Menurut Kiai Nafi’, jalan kebahagiaan itu bisa ditempuh di mana saja asalkan memenuhi dua syarat. Yaitu menyambung dengan nur Nabi Muhammad SAW dan tunduk kepada apapun yang bersumber ari Al-Qur’an. Ia lalu menukil ayat Al-Qur’an yang berbunyi: Sungguh telah datang kepadamu dari Allah nur dan kitab yang nyata. Dari beberapa tafsir yang ada, lanjutnya, yang dimaksud ruh adalah ruh Nabi Muhammad SAW. Artinya, sebelum Allah menciptakan jagat alam dan isinya, Dia telah menciptakan ruh Nabi Muhammad SAW lebih dulu.
“Makanya kalau mau nyambung kepada Allah, fasilitasnya adalah nyambung dulu kepada Nabi Muhammad, baru kita belajar piranti hukumnya, yaitu Al-Qur’an,” ucapnya.
Pria kelahiran Kebumen itu menegaskan, praktik sambung kepada Nabi Muhammad SAW adalah mencintai beliau seutuhnya.
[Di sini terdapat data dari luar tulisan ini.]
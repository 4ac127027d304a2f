//! Integration tests for the GoMarketplace cart.
//!
//! # Running Tests
//!
//! ```bash
//! cargo test -p gomarketplace-integration-tests
//! ```
//!
//! # Test Categories
//!
//! - `cart_operations` - Add/increment/decrement semantics through `CartStore`
//! - `cart_persistence` - Load paths, restarts, and write failures
//! - `cart_concurrency` - Many tasks mutating one store
//!
//! This library holds the fixtures shared by those test files.

#![allow(clippy::unwrap_used)]

use std::sync::Arc;
use std::sync::atomic::{AtomicU32, Ordering};

use async_trait::async_trait;
use gomarketplace_cart::{
    CartStore, DEFAULT_STORAGE_KEY, KeyValueStore, MemoryStore, StorageError,
};
use gomarketplace_core::{CartCollection, Price, ProductDraft, ProductId, codec};

/// A product draft with predictable fields derived from `id`.
#[must_use]
pub fn draft(id: &str) -> ProductDraft {
    ProductDraft {
        id: pid(id),
        title: format!("Product {id}"),
        image_url: format!("https://cdn.example.com/{id}.png"),
        price: Price::from_cents(999).unwrap(),
    }
}

/// Parse a product ID, panicking on invalid input.
#[must_use]
pub fn pid(id: &str) -> ProductId {
    ProductId::parse(id).unwrap()
}

/// Decode whatever is stored under the default cart key.
pub async fn stored_cart(storage: &dyn KeyValueStore) -> Option<CartCollection> {
    let text = storage.get(DEFAULT_STORAGE_KEY).await.unwrap()?;
    Some(codec::decode(&text).unwrap())
}

/// Build a store over a shared in-memory backend.
pub async fn memory_store() -> (CartStore, Arc<MemoryStore>) {
    let storage = Arc::new(MemoryStore::new());
    let store = CartStore::builder()
        .shared_storage(storage.clone())
        .build()
        .await
        .unwrap();
    (store, storage)
}

/// A store wrapper whose writes fail a configurable number of times.
///
/// Reads always pass through. Writes fail while the failure budget lasts,
/// then pass through to the inner [`MemoryStore`].
#[derive(Debug, Default)]
pub struct FlakyStore {
    inner: MemoryStore,
    failures_left: AtomicU32,
    writes: AtomicU32,
    read_fails: bool,
}

impl FlakyStore {
    /// Fail the next `failures` writes.
    #[must_use]
    pub fn failing_writes(failures: u32) -> Self {
        Self {
            failures_left: AtomicU32::new(failures),
            ..Self::default()
        }
    }

    /// Fail every read.
    #[must_use]
    pub fn failing_reads() -> Self {
        Self {
            read_fails: true,
            ..Self::default()
        }
    }

    /// Write attempts seen, successful or not.
    pub fn writes(&self) -> u32 {
        self.writes.load(Ordering::SeqCst)
    }

    /// Stop failing writes.
    pub fn heal(&self) {
        self.failures_left.store(0, Ordering::SeqCst);
    }
}

#[async_trait]
impl KeyValueStore for FlakyStore {
    async fn get(&self, key: &str) -> Result<Option<String>, StorageError> {
        if self.read_fails {
            return Err(StorageError::Unavailable("read refused".to_string()));
        }
        self.inner.get(key).await
    }

    async fn set(&self, key: &str, value: &str) -> Result<(), StorageError> {
        self.writes.fetch_add(1, Ordering::SeqCst);
        let failing = self
            .failures_left
            .fetch_update(Ordering::SeqCst, Ordering::SeqCst, |n| n.checked_sub(1))
            .is_ok();
        if failing {
            return Err(StorageError::Unavailable("write refused".to_string()));
        }
        self.inner.set(key, value).await
    }
}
Salah satu caranya adalah memperbanyak membaca shalawat, memahami sejarah hidup beliau, dan tentu saja mengamalkan semua perintahnya dan menjauhi segala larangannya.
“Di situlah kebahagiaan kita capai, kapanpun dan di manapun kita berada,” pungkas Dosen Univesitas Jember itu.
Dalam kesempatan yang sama, Dekan Fakultas Hukum Universitas Jember, H Nurul Ghufron menegaskan bahwa kebahagiaan bukan diukur oleh banyaknya materi dan uang. Walaupun segala-segalanya butuh uang, tapi uang bukan segala-galanya.
“Rasakan dan syukuri apa yang kita miliki, itulah yang paling indah,” ungkapnya.
Oleh karena itu, katanya, manusia tidak perlu selalu menargetkan sesuatu dalam hidup ini dengan pengandaian yang semu. Bahwa orang harus berusaha, itu betul. Tapi jangan sekali-kali terbebani oleh target yang kadang di luar kemampuan. Sebab jika hidup ini digantungkan dengan target harus ini dan itu, maka kebahagiaan akan semakin menjauh.
“Terus terang saya tak pernah berpikir untuk mejadi pimpinan KPK, membayangkan saja tidak. Tapi saya selalu bersyukur dengan apa yang saya dapat selama ini,” ucapnya.